Dans sa nouvelle parue en 1920 (la même année que les déclarations d’Edison), sous le titre From Beyond, l’auteur décrit une machine, une sorte de résonateur électrique, capable de stimuler la glande pinéale située dans le cerveau. Mise en fonction, elle produisait un doux bourdonnement et donnait à ceux placés dans ses environs le pouvoir de percevoir d’autres dimensions échappant à nos organes sensoriels trop limités.

Les déclarations d’Edison, tout comme la nouvelle de Lovecraft témoignent chacune à leur niveau des effets liés à l’invention de la communication à distance rendue possible par l’électricité. La machine permettait un élargissement du champ perceptif et une reconfiguration de la dualité corps / esprit. Le premier pouvait, grâce à l’électricité et aux nouveaux moyens de communication, excéder ses limites, sortir de lui-même. Le second, en conséquence, s’ancra dans le monde physique, car la télécommunication rendait possible, par des moyens techniques, ce qui semblait revenir auparavant à des forces immatérielles et relevant du surnaturel.

Plus encore, comme le note Edison, ce qui constituait la part immatérielle de l’homme acquit une certaine pesanteur en se résumant à d’infimes particules.
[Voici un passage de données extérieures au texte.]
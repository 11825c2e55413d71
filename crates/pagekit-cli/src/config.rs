//! Application configuration.
//!
//! [`AppConfig`] is loaded once at startup and passed down by value. The
//! CLI layer owns config; the core crate never sees it.
//!
//! # Resolution order (highest priority first)
//!
//! 1. CLI flags (handled at the call-site, not here)
//! 2. Config file (`--config`, or the default location if present)
//! 3. Built-in defaults (always present)

use std::path::{Path, PathBuf};

use anyhow::Context as _;
use serde::{Deserialize, Serialize};

use pagekit_core::domain::workspace::{
    DEFAULT_FRAGMENTS_DIR, DEFAULT_PAGES_DIR, DEFAULT_WIDGETS_DIR,
};

/// Application configuration.
#[derive(Debug, Clone, Serialize, Deserialize)]
#[serde(default)]
pub struct AppConfig {
    /// Workspace folder layout.
    pub workspace: WorkspaceConfig,
    /// Build settings.
    pub build: BuildConfig,
    /// Validation settings.
    pub validation: ValidationConfig,
}

#[derive(Debug, Clone, Serialize, Deserialize)]
#[serde(default)]
pub struct WorkspaceConfig {
    /// Project base directory; `None` means the current directory.
    pub root: Option<PathBuf>,
    pub pages_dir: String,
    pub fragments_dir: String,
    pub widgets_dir: String,
}

#[derive(Debug, Clone, Serialize, Deserialize)]
#[serde(default)]
pub struct BuildConfig {
    /// Output directory, relative to the workspace unless absolute.
    pub output_dir: PathBuf,
    pub includes: Vec<String>,
    pub excludes: Vec<String>,
}

#[derive(Debug, Clone, Serialize, Deserialize)]
#[serde(default)]
pub struct ValidationConfig {
    /// Schema directory, relative to the workspace unless absolute.
    pub schema_dir: PathBuf,
}

impl Default for WorkspaceConfig {
    fn default() -> Self {
        Self {
            root: None,
            pages_dir: DEFAULT_PAGES_DIR.into(),
            fragments_dir: DEFAULT_FRAGMENTS_DIR.into(),
            widgets_dir: DEFAULT_WIDGETS_DIR.into(),
        }
    }
}

impl Default for BuildConfig {
    fn default() -> Self {
        Self {
            output_dir: PathBuf::from("target"),
            includes: Vec::new(),
            excludes: Vec::new(),
        }
    }
}

impl Default for ValidationConfig {
    fn default() -> Self {
        Self {
            schema_dir: PathBuf::from("schemas"),
        }
    }
}

impl Default for AppConfig {
    fn default() -> Self {
        Self {
            workspace: WorkspaceConfig::default(),
            build: BuildConfig::default(),
            validation: ValidationConfig::default(),
        }
    }
}

impl AppConfig {
    /// Load configuration, starting from defaults.
    ///
    /// An explicitly passed `--config` file must exist and parse; the
    /// default-location file is optional.
    pub fn load(config_file: Option<&PathBuf>) -> anyhow::Result<Self> {
        match config_file {
            Some(path) => Self::from_file(path),
            None => {
                let path = Self::config_path();
                if path.is_file() {
                    Self::from_file(&path)
                } else {
                    Ok(Self::default())
                }
            }
        }
    }

    fn from_file(path: &Path) -> anyhow::Result<Self> {
        let raw = std::fs::read_to_string(path)
            .with_context(|| format!("failed to read config file {}", path.display()))?;
        toml::from_str(&raw)
            .with_context(|| format!("failed to parse config file {}", path.display()))
    }

    /// Path to the default configuration file.
    ///
    /// Uses `directories::ProjectDirs` for cross-platform correctness,
    /// falling back to `.pagekit.toml` in the current directory.
    pub fn config_path() -> PathBuf {
        directories::ProjectDirs::from("org", "pagekit", "pagekit")
            .map(|d| d.config_dir().join("config.toml"))
            .unwrap_or_else(|| PathBuf::from(".pagekit.toml"))
    }
}
//! Tracing subscriber initialisation.
//!
//! Only the CLI crate is allowed to call [`init_logging`]; `pagekit-core`
//! and `pagekit-adapters` only *emit* spans and events, they never touch
//! subscribers.
//!
//! # Verbosity mapping
//!
//! | Flag(s)  | Filter level |
//! |----------|--------------|
//! | (none)   | WARN         |
//! | `-v`     | INFO         |
//! | `-vv`    | DEBUG        |
//! | `-vvv`   | TRACE        |
//! | `--quiet`| ERROR        |
//!
//! `RUST_LOG` overrides all of the above if set.

use std::io::IsTerminal as _;

use tracing_subscriber::{EnvFilter, layer::SubscriberExt, util::SubscriberInitExt};

use crate::cli::GlobalArgs;

/// Initialise the global tracing subscriber.
///
/// Must be called exactly once, before any tracing macros fire.
pub fn init_logging(args: &GlobalArgs) -> anyhow::Result<()> {
    let level = derive_level(args);

    // RUST_LOG wins; otherwise build our own filter string so each crate gets
    // the same level as the top-level filter.
    let filter = EnvFilter::try_from_default_env().unwrap_or_else(|_| {
        EnvFilter::new(format!(
            "pagekit={level},pagekit_core={level},pagekit_adapters={level}"
        ))
    });

    // `std::io::IsTerminal` supersedes the deprecated `atty` crate.
    let use_ansi = !args.no_color && std::io::stderr().is_terminal();

    let fmt_layer = tracing_subscriber::fmt::layer()
        .with_target(false)
        .with_thread_ids(false)
        .with_file(false)
        .with_line_number(false)
        .with_ansi(use_ansi)
        .with_writer(std::io::stderr);

    // `try_init` returns an error instead of panicking if a subscriber is
    // already set.
    tracing_subscriber::registry()
        .with(filter)
        .with(fmt_layer)
        .try_init()
        .map_err(|e| anyhow::anyhow!("Failed to initialise tracing: {e}"))?;

    Ok(())
}

/// Translate the verbosity counter + quiet flag to a level string.
fn derive_level(args: &GlobalArgs) -> &'static str {
    if args.quiet {
        return "error";
    }
    match args.verbose {
        0 => "warn",
        1 => "info",
        2 => "debug",
        _ => "trace",
    }
}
D’une part, le corps se dématérialisa via la machine, et dans le même temps l’esprit acquit une certaine matérialité. Dans cette reconfiguration, l’électricité jouait le rôle de fluide universel, concrétisant ainsi les théories de Mesmer sur ce qu’il appelait le magnétisme animal.
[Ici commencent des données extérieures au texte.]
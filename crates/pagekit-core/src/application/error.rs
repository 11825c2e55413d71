//! Application layer errors.
//!
//! These represent orchestration failures; domain-level problems are
//! `DomainError` from `crate::domain`.

use std::path::PathBuf;

use thiserror::Error;

use crate::application::ports::CompileError;
use crate::application::scanner::ScanError;
use crate::application::validation::ValidationError;
use crate::application::walker::{BuildError, WalkRootError};
use crate::error::ErrorCategory;

/// Errors that occur while orchestrating a scan, validation, or build.
#[derive(Debug, Error)]
pub enum ApplicationError {
    /// The configured artifact root is missing or not a directory.
    #[error("artifact root {path} does not exist or is not a directory")]
    InvalidArtifactRoot { path: PathBuf },

    /// A targeted build was requested without an artifact identifier.
    #[error("artifact id must not be empty")]
    EmptyArtifactId,

    /// An include/exclude glob did not compile.
    #[error("invalid artifact selector '{pattern}': {reason}")]
    InvalidSelector { pattern: String, reason: String },

    /// The artifact root could not be listed while resolving selectors.
    #[error("failed to list artifact root {path}")]
    RootListing {
        path: PathBuf,
        #[source]
        source: std::io::Error,
    },

    /// The output directory could not be created.
    #[error("failed to create output directory {path}")]
    OutputDir {
        path: PathBuf,
        #[source]
        source: std::io::Error,
    },

    #[error(transparent)]
    Scan(#[from] ScanError),

    #[error(transparent)]
    WalkRoot(#[from] WalkRootError),

    #[error(transparent)]
    Validation(#[from] ValidationError),

    /// The tree build terminated on its first fatal error.
    #[error("artifact build failed at {path}")]
    Build {
        path: PathBuf,
        #[source]
        source: BuildError,
    },

    /// A targeted single-page build failed.
    #[error("failed to build page '{id}'")]
    BuildOne {
        id: String,
        #[source]
        source: CompileError,
    },
}

impl ApplicationError {
    /// Error category for exit-code mapping and display styling.
    pub fn category(&self) -> ErrorCategory {
        match self {
            Self::InvalidArtifactRoot { .. }
            | Self::EmptyArtifactId
            | Self::InvalidSelector { .. } => ErrorCategory::Configuration,
            Self::RootListing { .. }
            | Self::OutputDir { .. }
            | Self::Scan(_)
            | Self::WalkRoot(_) => ErrorCategory::Io,
            Self::Validation(_) => ErrorCategory::Validation,
            Self::Build { .. } | Self::BuildOne { .. } => ErrorCategory::Build,
        }
    }
}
Celles-ci furent en partie remises au goût du jour au 19ème siècle par Edgard Allan Poe. Dans Révélations magnétiques, l’auteur nous apprend qu’un homme par sa seule volonté peut impressionner son semblable en lui conférant la possibilité de percevoir des objets hors de sa portée et de fortifier formidablement ses facultés intellectuelles. Au cours d’un autre récit, La vérité sur le cas Valdemar, le magnétisme permet cette fois-ci de maintenir un patient juste décédé dans un état transitoire et de continuer à communiquer avec lui par-delà la mort.

Les croyances en un outre- monde, loin d’avoir perdu de leur vigueur, furent au contraire ravivées par la télécommunication désincarnée, et l’histoire des médias modernes semble inextricablement liée à la recherche de preuves de l’existence d’une après-vie, d’une force immatérielle unissant l’humanité ici-bas et dans l’au-delà.
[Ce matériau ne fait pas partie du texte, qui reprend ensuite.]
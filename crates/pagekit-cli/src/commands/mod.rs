//! Command handlers.
//!
//! Each submodule exposes a single `execute` function taking its parsed
//! arguments plus whatever shared state it needs.

pub mod build;
pub mod completions;
pub mod validate;
//! Validation tasks: XML schema conformance and UID artifact compatibility.
//!
//! Every task fails fast at the first non-compliant resource, matching the
//! build traversal's error policy; the error always names the offending
//! file or artifact.

use std::fs;
use std::path::{Path, PathBuf};
use std::sync::LazyLock;

use regex::Regex;
use thiserror::Error;
use tracing::{debug, info};

use crate::application::ports::{ArtifactCompiler, CompileError, XmlError, XmlValidator};
use crate::application::scanner::{ArtifactScanner, ScanError};
use crate::domain::ArtifactStatusReport;

/// Default source selection: every `.xml` file in the source directory.
pub const DEFAULT_SOURCE_FILE_PATTERN: &str = r"^.*\.xml$";

static DEFAULT_SOURCE_FILE: LazyLock<Regex> = LazyLock::new(|| {
    Regex::new(DEFAULT_SOURCE_FILE_PATTERN).expect("default source pattern must compile")
});

/// Failure raised by a validation task.
#[derive(Debug, Error)]
pub enum ValidationError {
    #[error("[{task}] file '{file}' is not valid")]
    InvalidFile {
        task: String,
        file: String,
        #[source]
        source: XmlError,
    },

    #[error("[{task}] artifact '{artifact}' is not valid: {detail}")]
    IncompatibleArtifact {
        task: String,
        artifact: String,
        detail: String,
    },

    #[error("[{task}] failed to query status of artifact '{artifact}'")]
    StatusQuery {
        task: String,
        artifact: String,
        #[source]
        source: CompileError,
    },

    #[error("[{task}] failed to enumerate artifacts")]
    Scan {
        task: String,
        #[source]
        source: ScanError,
    },

    #[error("[{task}] failed to list source files in {path}")]
    SourceListing {
        task: String,
        path: PathBuf,
        #[source]
        source: std::io::Error,
    },
}

/// A named check over a source directory; raises on the first violation.
pub trait ValidationTask {
    fn name(&self) -> &str;

    fn validate(&self) -> Result<(), ValidationError>;
}

// ── XML schema validation ─────────────────────────────────────────────────

/// Validates every matching XML file in a directory against one schema.
///
/// The validator is compiled once by the caller and handed in; this task
/// owns it for its lifetime. Files are validated in sorted order so runs
/// are deterministic regardless of directory enumeration order.
pub struct XmlValidationTask {
    name: String,
    validator: Box<dyn XmlValidator>,
    source_dir: PathBuf,
    source_file: Regex,
}

impl XmlValidationTask {
    pub fn new(
        name: impl Into<String>,
        validator: Box<dyn XmlValidator>,
        source_dir: impl Into<PathBuf>,
    ) -> Self {
        Self::with_pattern(name, validator, source_dir, DEFAULT_SOURCE_FILE.clone())
    }

    /// Restrict the task to file names matching `source_file`.
    pub fn with_pattern(
        name: impl Into<String>,
        validator: Box<dyn XmlValidator>,
        source_dir: impl Into<PathBuf>,
        source_file: Regex,
    ) -> Self {
        Self {
            name: name.into(),
            validator,
            source_dir: source_dir.into(),
            source_file,
        }
    }

    /// Matching regular files, sorted for determinism. A missing source
    /// directory means there is nothing to validate, not an error.
    fn source_files(&self) -> Result<Vec<PathBuf>, ValidationError> {
        if !self.source_dir.is_dir() {
            debug!(
                task = %self.name,
                dir = %self.source_dir.display(),
                "source directory absent, nothing to validate"
            );
            return Ok(Vec::new());
        }
        let entries =
            fs::read_dir(&self.source_dir).map_err(|source| ValidationError::SourceListing {
                task: self.name.clone(),
                path: self.source_dir.clone(),
                source,
            })?;

        let mut files = Vec::new();
        for entry in entries {
            let entry = entry.map_err(|source| ValidationError::SourceListing {
                task: self.name.clone(),
                path: self.source_dir.clone(),
                source,
            })?;
            let path = entry.path();
            let matches = path
                .file_name()
                .and_then(|n| n.to_str())
                .is_some_and(|n| self.source_file.is_match(n));
            if matches && path.is_file() {
                files.push(path);
            }
        }
        files.sort();
        debug!(task = %self.name, count = files.len(), "source files selected");
        Ok(files)
    }
}

impl ValidationTask for XmlValidationTask {
    fn name(&self) -> &str {
        &self.name
    }

    fn validate(&self) -> Result<(), ValidationError> {
        let files = self.source_files()?;
        if files.is_empty() {
            return Ok(());
        }
        info!(task = %self.name, "executing XML validation");
        for file in files {
            let display_name = file
                .file_name()
                .map(|n| n.to_string_lossy().into_owned())
                .unwrap_or_else(|| file.display().to_string());
            debug!(task = %self.name, file = %display_name, "validating file");
            self.validator
                .validate(&file)
                .map_err(|source| ValidationError::InvalidFile {
                    task: self.name.clone(),
                    file: display_name.clone(),
                    source,
                })?;
            info!(task = %self.name, file = %display_name, "file is valid");
        }
        Ok(())
    }
}

// ── UID artifact compatibility ────────────────────────────────────────────

/// Which status query a UID validation task runs. A strategy value instead
/// of a subclass per artifact kind: the kinds differ only in the capability
/// call they make.
#[derive(Debug, Clone, Copy, PartialEq, Eq)]
pub enum StatusProbe {
    Page,
    Fragment,
    Widget,
}

impl StatusProbe {
    pub fn task_name(self) -> &'static str {
        match self {
            Self::Page => "UID pages validation",
            Self::Fragment => "UID fragments validation",
            Self::Widget => "UID widgets validation",
        }
    }

    fn status_of(
        self,
        compiler: &dyn ArtifactCompiler,
        id: &str,
    ) -> Result<ArtifactStatusReport, CompileError> {
        match self {
            Self::Page => compiler.page_status(id),
            Self::Fragment => compiler.fragment_status(id),
            Self::Widget => compiler.widget_status(id),
        }
    }
}

/// Checks that every UID artifact under a source directory is compatible
/// with the current toolchain, using the same discovery rule as the scanner.
pub struct UidValidationTask<'a> {
    probe: StatusProbe,
    compiler: &'a dyn ArtifactCompiler,
    scanner: ArtifactScanner,
    source_dir: PathBuf,
}

impl<'a> UidValidationTask<'a> {
    pub fn new(
        probe: StatusProbe,
        compiler: &'a dyn ArtifactCompiler,
        source_dir: impl Into<PathBuf>,
    ) -> Self {
        Self {
            probe,
            compiler,
            scanner: ArtifactScanner::default(),
            source_dir: source_dir.into(),
        }
    }

    /// Artifact identifiers, sorted so validation order is deterministic.
    /// A missing source directory means there is nothing to validate.
    fn artifacts(&self) -> Result<Vec<String>, ValidationError> {
        if !self.source_dir.is_dir() {
            debug!(
                task = self.probe.task_name(),
                dir = %self.source_dir.display(),
                "source directory absent, nothing to validate"
            );
            return Ok(Vec::new());
        }
        let mut artifacts = self
            .scanner
            .list_artifacts(&self.source_dir)
            .map_err(|source| ValidationError::Scan {
                task: self.probe.task_name().to_owned(),
                source,
            })?;
        artifacts.sort();
        Ok(artifacts)
    }
}

impl ValidationTask for UidValidationTask<'_> {
    fn name(&self) -> &str {
        self.probe.task_name()
    }

    fn validate(&self) -> Result<(), ValidationError> {
        for artifact in self.artifacts()? {
            debug!(task = self.probe.task_name(), %artifact, "checking artifact status");
            let status = self
                .probe
                .status_of(self.compiler, &artifact)
                .map_err(|source| ValidationError::StatusQuery {
                    task: self.probe.task_name().to_owned(),
                    artifact: artifact.clone(),
                    source,
                })?;
            if !status.compatible {
                return Err(ValidationError::IncompatibleArtifact {
                    task: self.probe.task_name().to_owned(),
                    artifact,
                    detail: status
                        .detail
                        .unwrap_or_else(|| "incompatible with the current toolchain".to_owned()),
                });
            }
            info!(task = self.probe.task_name(), %artifact, "artifact is valid");
        }
        Ok(())
    }
}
Il n’y avait alors du temps d’Edison qu’un petit pas à franchir pour associer la télécommunication à la télépathie, l’amplification à la possibilité de percevoir un au-delà échappant à nos sens, et l’enregistrement sonore au pouvoir de perdurer par-delà la mort.

Le XXe siècle n’est d’ailleurs pas en reste dans ce domaine. La même fascination pour la communication avec l’outre tombe se manifeste chez F. Jürgenson et R. Konstantine. L’un et l’autre prétendent pouvoir capter à l’aide de radios les voix de fantômes disséminées dans les airs, qu’ils appellent EVP (Electronic Voice Phenomenon).

Plus proche de nous et s’inspirant des travaux de Raudive Konstantine, les artistes Robin Rimbeau (aka Scanner) et Mike Kelley, pour leur oeuvre Esprits de Paris, placèrent dans des lieux théâtres d’événements paranormaux des enregistreurs micros fermés. Le résultat, ralenti et fortement amplifié évoque indéniablement les enregistrements opérés par Raudive Konstantine. On s’attend à tout moment à entendre émerger de ces parasites sonores des voix venues d’un autre monde.

Le dispositif mis en place par Valentin Ferré hérite de cette tradition aussi bien pseudo-scientifique qu’esthétique. Les radios nous donnent accès à ce monde éthéré de champs électromagnétiques, rendant présent l’invisible. Un monde devenu consubstantiel au notre, fluctuant entre présence et absence, perceptible et imperceptible.

Un monde créé par la technologie sans fils et accessible uniquement par cette même technologie. Il n’est aujourd’hui plus un lieu qui ne soit «hanté» par ces présences éthérées.